L'église connaît une résistance homéostasique à tout changement profond. Elle représente 1,5 milliard de personnes, et compte plus de 150 cultures différentes et autant de rites. En Afrique, par exemple, on est loin de ces préoccupations. Quand on veut aller trop vite d'un côté, on fait tout de l'autre pour ralentir. Emmener toute l'institution sur cette voie ne se fera pas du jour au lendemain. Il ne faut pas entretenir trop d'espoir au sujet du sommet de Rome, où vont se retrouver 150 présidents de conférences épiscopales.

Quant à la Conférence des évêques de Lourdes, j'aimerais que l'on dépasse le stade du voeu pieux et que les souhaits se concrétisent.

Vous m'avez demandé, madame la présidente, ce que j'attends de la commission Sauvé. Je ne veux pas dire quoi que ce soit avant qu'elle ne voie le jour. On devrait connaître demain la liste de ses membres. Cette commission me pose un problème : nous sommes face à une question de pédocriminalité. Ce n'est pas de la prérogative de l'Église d'établir la vérité, madame la présidente, mais de la responsabilité du législateur, de l'exécutif et du pouvoir judiciaire s'agissant d'une problématique de pédocriminalité. Faisons-le dans le cadre de la loi de la République.

Qu'une commission essaye d'établir la vérité, est une bonne chose, mais Anne Philibert, dans l'ouvrage qu'elle vient de publier, dit toutes les difficultés qu'elle a eues pour accéder aux archives.

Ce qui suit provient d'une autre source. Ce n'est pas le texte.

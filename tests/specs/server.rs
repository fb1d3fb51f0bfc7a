//! End-to-end server specs: routing, logging, reload, shutdown.

use crate::prelude::*;
use serial_test::serial;

const SIMPLE_SITE: &str = r#"
endpoint "main" {
  interface = "127.0.0.1:{port}"
  protocol  = "http"

  mount {
    application = "site"
  }

  services {
    request_logger = "requests"
  }
}

application "site" {
  class          = "static-files"
  site_directory = "www"
}

service "requests" {
  class = "request-logger"
  path  = "log/requests.log"
}
"#;

/// Simple GET route: one endpoint, one wildcard mount, 200 with the
/// body and a request-log line recording `2B ok`.
#[test]
#[serial]
fn simple_get_route() {
    let prepared = PreparedServer::new(SIMPLE_SITE);
    prepared.site("www", "ok");
    let mut server = prepared.launch();

    let response = http_get(server.port, "example.com", "/");
    assert!(response.starts_with("HTTP/1.1 200"), "response: {response}");
    assert!(response.ends_with("ok"));

    server.signal(nix::sys::signal::Signal::SIGTERM);
    assert_eq!(server.wait_exit(), Some(0));

    let log = std::fs::read_to_string(server.dir.path().join("log/requests.log"))
        .expect("request log");
    let line = log.lines().next().expect("one log line");
    assert!(line.contains(" GET / 200 2B "), "line: {line}");
    assert!(line.ends_with(" ok"), "line: {line}");
}

/// Host routing fallthrough: exact hostname beats the subdomain
/// wildcard; an unmatched host 404s.
#[test]
#[serial]
fn host_routing_fallthrough() {
    let prepared = PreparedServer::new(
        r#"
endpoint "main" {
  interface = "127.0.0.1:{port}"
  protocol  = "http"

  mount {
    application = "appA"
    hostname    = "a.example.com"
  }

  mount {
    application = "appB"
    hostname    = "*.example.com"
  }
}

application "appA" {
  class          = "static-files"
  site_directory = "a"
}

application "appB" {
  class          = "static-files"
  site_directory = "b"
}
"#,
    );
    prepared.site("a", "from A");
    prepared.site("b", "from B");
    let server = prepared.launch();

    let a = http_get(server.port, "a.example.com", "/");
    assert!(a.ends_with("from A"), "response: {a}");

    let b = http_get(server.port, "b.example.com", "/");
    assert!(b.ends_with("from B"), "response: {b}");

    let miss = http_get(server.port, "other.com", "/");
    assert!(miss.starts_with("HTTP/1.1 404"), "response: {miss}");
}

/// Path prefix dispatch: the mount consumes `/api`, the remainder
/// rides the redirect target.
#[test]
#[serial]
fn path_prefix_dispatch() {
    let server = Server::start(
        r#"
endpoint "main" {
  interface = "127.0.0.1:{port}"
  protocol  = "http"

  mount {
    application = "api"
    path        = "/api/*"
  }
}

application "api" {
  class  = "redirector"
  target = "https://api.example.com/"
}
"#,
    );

    let response = http_get(server.port, "example.com", "/api/users/7");
    assert!(response.starts_with("HTTP/1.1 308"), "response: {response}");
    assert!(
        response.contains("location: https://api.example.com/users/7"),
        "response: {response}"
    );

    let miss = http_get(server.port, "example.com", "/other");
    assert!(miss.starts_with("HTTP/1.1 404"), "response: {miss}");
}

/// SIGHUP with a broken rewritten config: the reload fails, the old
/// hierarchy keeps serving.
#[test]
#[serial]
fn reload_with_bad_config_keeps_serving() {
    let prepared = PreparedServer::new(SIMPLE_SITE);
    prepared.site("www", "ok");
    let mut server = prepared.launch();

    assert!(http_get(server.port, "x.test", "/").starts_with("HTTP/1.1 200"));

    server.rewrite_config("endpoint \"broken {{{ not hcl");
    server.signal(nix::sys::signal::Signal::SIGHUP);

    // The reload is rejected; service continues uninterrupted.
    assert!(wait_for(2_000, || {
        http_get(server.port, "x.test", "/").starts_with("HTTP/1.1 200")
    }));
    std::thread::sleep(std::time::Duration::from_millis(300));
    assert!(http_get(server.port, "x.test", "/").starts_with("HTTP/1.1 200"));

    server.signal(nix::sys::signal::Signal::SIGTERM);
    assert_eq!(server.wait_exit(), Some(0));
}

/// SIGHUP with a valid rewritten config takes effect in-process.
#[test]
#[serial]
fn reload_applies_new_config() {
    let prepared = PreparedServer::new(SIMPLE_SITE);
    prepared.site("www", "ok");
    prepared.site("www2", "reloaded");
    let mut server = prepared.launch();

    assert!(http_get(server.port, "x.test", "/").ends_with("ok"));

    server.rewrite_config(&SIMPLE_SITE.replace("\"www\"", "\"www2\""));
    server.signal(nix::sys::signal::Signal::SIGHUP);

    assert!(
        wait_for(SPEC_WAIT_MAX_MS, || {
            http_get(server.port, "x.test", "/").ends_with("reloaded")
        }),
        "reload should swap the served site"
    );

    server.signal(nix::sys::signal::Signal::SIGTERM);
    assert_eq!(server.wait_exit(), Some(0));
}

/// SIGTERM: the listener closes and the process exits 0.
#[test]
#[serial]
fn graceful_shutdown_on_sigterm() {
    let prepared = PreparedServer::new(SIMPLE_SITE);
    prepared.site("www", "ok");
    let mut server = prepared.launch();

    server.signal(nix::sys::signal::Signal::SIGTERM);
    assert_eq!(server.wait_exit(), Some(0));
    assert!(!can_connect(server.port), "listener should be closed");
}

/// `--check` validates without serving.
#[test]
#[serial]
fn check_flag_validates_config() {
    let dir = tempfile::tempdir().expect("temp dir");
    let good = dir.path().join("good.hcl");
    std::fs::write(
        &good,
        r#"
endpoint "main" {
  interface = "127.0.0.1:0"
  protocol  = "http"

  mount {
    application = "away"
  }
}

application "away" {
  class  = "redirector"
  target = "https://x.test/"
}
"#,
    )
    .expect("write config");
    let bad = dir.path().join("bad.hcl");
    std::fs::write(&bad, "endpoint {{{").expect("write config");

    let ok = std::process::Command::new(syd_binary())
        .args(["--check", "--config"])
        .arg(&good)
        .output()
        .expect("run syd");
    assert!(ok.status.success());

    let err = std::process::Command::new(syd_binary())
        .args(["--check", "--config"])
        .arg(&bad)
        .output()
        .expect("run syd");
    assert!(!err.status.success());
}

/// The process-info service writes JSON on start and records the
/// shutdown disposition on clean exit.
#[test]
#[serial]
fn process_info_file_lifecycle() {
    let prepared = PreparedServer::new(
        r#"
endpoint "main" {
  interface = "127.0.0.1:{port}"
  protocol  = "http"

  mount {
    application = "site"
  }
}

application "site" {
  class          = "static-files"
  site_directory = "www"
}

service "info" {
  class = "process-info-file"
  path  = "run/info.json"
}
"#,
    );
    prepared.site("www", "ok");
    let mut server = prepared.launch();

    let info_path = server.dir.path().join("run/info.json");
    assert!(
        wait_for(SPEC_WAIT_MAX_MS, || info_path.exists()),
        "info file should appear"
    );

    server.signal(nix::sys::signal::Signal::SIGTERM);
    assert_eq!(server.wait_exit(), Some(0));

    let info: serde_json::Value =
        serde_json::from_str(&std::fs::read_to_string(&info_path).expect("read info"))
            .expect("parse info");
    assert!(info["pid"].is_number());
    assert_eq!(info["product"]["name"], "switchyard");
    assert_eq!(info["disposition"]["shutdown_requested"], true);
}

/// Startup failure (unparseable config) exits non-zero.
#[test]
#[serial]
fn startup_failure_exits_nonzero() {
    let dir = tempfile::tempdir().expect("temp dir");
    let path = dir.path().join("sy.hcl");
    std::fs::write(&path, "not a config at all {{{").expect("write config");

    let output = std::process::Command::new(syd_binary())
        .arg("--config")
        .arg(&path)
        .output()
        .expect("run syd");
    assert!(!output.status.success());
}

On sait en outre que le ménage y a été fait après l'affaire Pican et l'affaire Barbarin. Je m'adresse donc à l'État : allez-y ! N'ayez pas peur !

Mme Catherine Deroche, présidente. - La parole est aux rapporteurs.

Mme Marie Mercier, rapporteur. - Il s'agit d'une audition extrêmement riche, chacun d'entre vous ayant apporté beaucoup d'éléments constructifs. Le père Joulain nous donne envie de lire son livre ! L'ouvrage du Père Vignon nous pose quelques questions. Il « titille » les sénateurs en leur reprochant d'être trop frileux, et d'avoir choisi de recourir à une mission d'information...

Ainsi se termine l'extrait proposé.